Instructor: Da Kuang
This course introduces numerical linear algebra from a data analysis perspective. Emphasis will be given to matrix computation arising from unsupervised clustering, dimension reduction, and optimization. In the first half of the course, students will work on mini-projects that relate numerical linear algebra to data analysis tasks; in the second half, students will read and implement a recent research paper on large-scale machine learning involving matrix computations. Overall, this course offers a solid understanding of the theory and practical implementation of matrix algorithms, which is important for effectively using existing machine learning tools and packages as well as creating new ones.
- MATH 115A (or equivalent) required.
- PIC 10B (or equivalent) or PIC 20A (or equivalent) or PIC 97 (Python) required.

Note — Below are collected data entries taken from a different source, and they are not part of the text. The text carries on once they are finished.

// src/cli/dispatcher.rs

//! # Dispatcher
//!
//! Walks a token list against a compiled [`CommandTree`]. At every group the
//! dispatcher scans the group's own options, resolves the name token of the
//! next child, pushes a context frame and runs the group constructor, then
//! descends with the remaining tokens. At the leaf it binds the command's
//! parameters, invokes it with the chain of ancestor instances and hands the
//! return value to the [`Renderer`].
//!
//! Every frame pushed during a dispatch is popped before it returns, whatever
//! the outcome. The stack depth after `dispatch` equals the depth before it.

use crate::{
    cli::render::{Renderer, TextRenderer},
    constants::{
        END_OF_OPTIONS, EXIT_AMBIGUOUS_COMMAND, EXIT_INTERNAL, EXIT_INVOCATION_FAILED,
        EXIT_MISSING_PARAMETER, EXIT_OK, EXIT_UNKNOWN_COMMAND, EXIT_USAGE,
    },
    core::{
        arg_parser::{Binder, EagerHit, ParameterError, Scan, ScanMode, Scanner, display_name},
        parameters,
        resolver::{self, Resolution},
        settings::{Environment, Settings},
    },
    models::{
        CommandNode, CommandTree, GroupNode, Instance, InstanceChain, Node, NodeRef, ParameterSpec,
        ParsedArgs, Value,
    },
    state::{Context, ContextError, ContextFrame, ContextStore},
};
use std::collections::BTreeMap;
use thiserror::Error;

/// A name token that could not be resolved to exactly one child.
#[derive(Error, Debug, Clone, PartialEq)]
pub enum ResolutionError {
    #[error("No such command '{token}' in '{path}'. Available commands: {}", .siblings.join(", "))]
    UnknownCommand {
        path: String,
        token: String,
        siblings: Vec<String>,
    },
    #[error("\"{token}\" is not unique: {}", .candidates.join(", "))]
    AmbiguousCommand {
        path: String,
        token: String,
        candidates: Vec<String>,
    },
}

#[derive(Error, Debug)]
pub enum DispatchError {
    #[error(transparent)]
    Resolution(#[from] ResolutionError),
    #[error(transparent)]
    Parameter(#[from] ParameterError),
    /// A group constructor or the leaf command failed; the error is passed through as is.
    #[error(transparent)]
    Invocation(anyhow::Error),
    #[error("Internal error: {0}")]
    Internal(#[from] ContextError),
    #[error("Cannot split command line '{0}': unbalanced quotes or escapes.")]
    InvalidLine(String),
}

impl DispatchError {
    /// The process exit code this error maps to.
    pub fn exit_code(&self) -> i32 {
        match self {
            Self::Resolution(ResolutionError::UnknownCommand { .. }) => EXIT_UNKNOWN_COMMAND,
            Self::Resolution(ResolutionError::AmbiguousCommand { .. }) => EXIT_AMBIGUOUS_COMMAND,
            Self::Parameter(ParameterError::MissingRequired { .. }) => EXIT_MISSING_PARAMETER,
            Self::Parameter(_) | Self::InvalidLine(_) => EXIT_USAGE,
            Self::Invocation(_) => EXIT_INVOCATION_FAILED,
            Self::Internal(_) => EXIT_INTERNAL,
        }
    }

    /// The command path of the node that rejected the input, for usage errors.
    pub fn path(&self) -> Option<&str> {
        match self {
            Self::Resolution(
                ResolutionError::UnknownCommand { path, .. }
                | ResolutionError::AmbiguousCommand { path, .. },
            ) => Some(path),
            Self::Parameter(e) => Some(e.path()),
            Self::Invocation(_) | Self::Internal(_) | Self::InvalidLine(_) => None,
        }
    }

    /// Usage errors are caused by the command line rather than the command.
    pub fn is_usage_error(&self) -> bool {
        matches!(self, Self::Resolution(_) | Self::Parameter(_))
    }
}

fn invocation_error(err: anyhow::Error) -> DispatchError {
    match err.downcast::<ContextError>() {
        Ok(context) => DispatchError::Internal(context),
        Err(other) => DispatchError::Invocation(other),
    }
}

/// The terminal state of a successful dispatch.
#[derive(Debug, Clone, PartialEq)]
pub enum Outcome {
    /// The leaf command ran and returned this value.
    Completed(Value),
    /// Help was requested or implied; `path` holds the canonical names of the node shown.
    HelpShown { path: Vec<String>, text: String },
    /// An eager option short-circuited the dispatch.
    Eager {
        path: Vec<String>,
        option: String,
        value: Value,
    },
}

impl Outcome {
    pub fn exit_code(&self) -> i32 {
        EXIT_OK
    }

    /// The command's return value, if one ran.
    pub fn value(&self) -> Option<&Value> {
        match self {
            Self::Completed(value) => Some(value),
            Self::HelpShown { .. } | Self::Eager { .. } => None,
        }
    }
}

type DispatchResult<T> = Result<T, DispatchError>;

/// The dispatcher's working state: what has been resolved and instantiated so far.
struct Trail<'t> {
    /// Stack depth when the dispatch started; its root frame lands at this index.
    base: usize,
    groups: Vec<&'t GroupNode>,
    names: Vec<String>,
    instances: Vec<(String, Instance)>,
}

impl Trail<'_> {
    fn display(&self) -> String {
        self.names.join(" ")
    }

    /// Canonical names below the root.
    fn subpath(&self) -> &[String] {
        self.names.get(1..).unwrap_or_default()
    }
}

/// Runs token lists against a compiled tree.
#[derive(Debug)]
pub struct Dispatcher<'t, R = TextRenderer> {
    tree: &'t CommandTree,
    settings: Settings,
    env: Environment,
    renderer: R,
    initial_meta: BTreeMap<String, Value>,
}

impl<'t> Dispatcher<'t, TextRenderer> {
    pub fn new(tree: &'t CommandTree) -> Self {
        Self {
            tree,
            settings: Settings::default(),
            env: Environment::Process,
            renderer: TextRenderer::new(),
            initial_meta: BTreeMap::new(),
        }
    }
}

- MATH 151A/B (or equivalent such as EE 133A) recommended.
- You will be expected to learn Python yourself by reading tutorials and working on projects.
- For the students who do not satisfy the programming prerequisites but still want to register, please complete this tutorial and send me an email with your answers to all the programming exercises in it, in order to gain an exception for registration.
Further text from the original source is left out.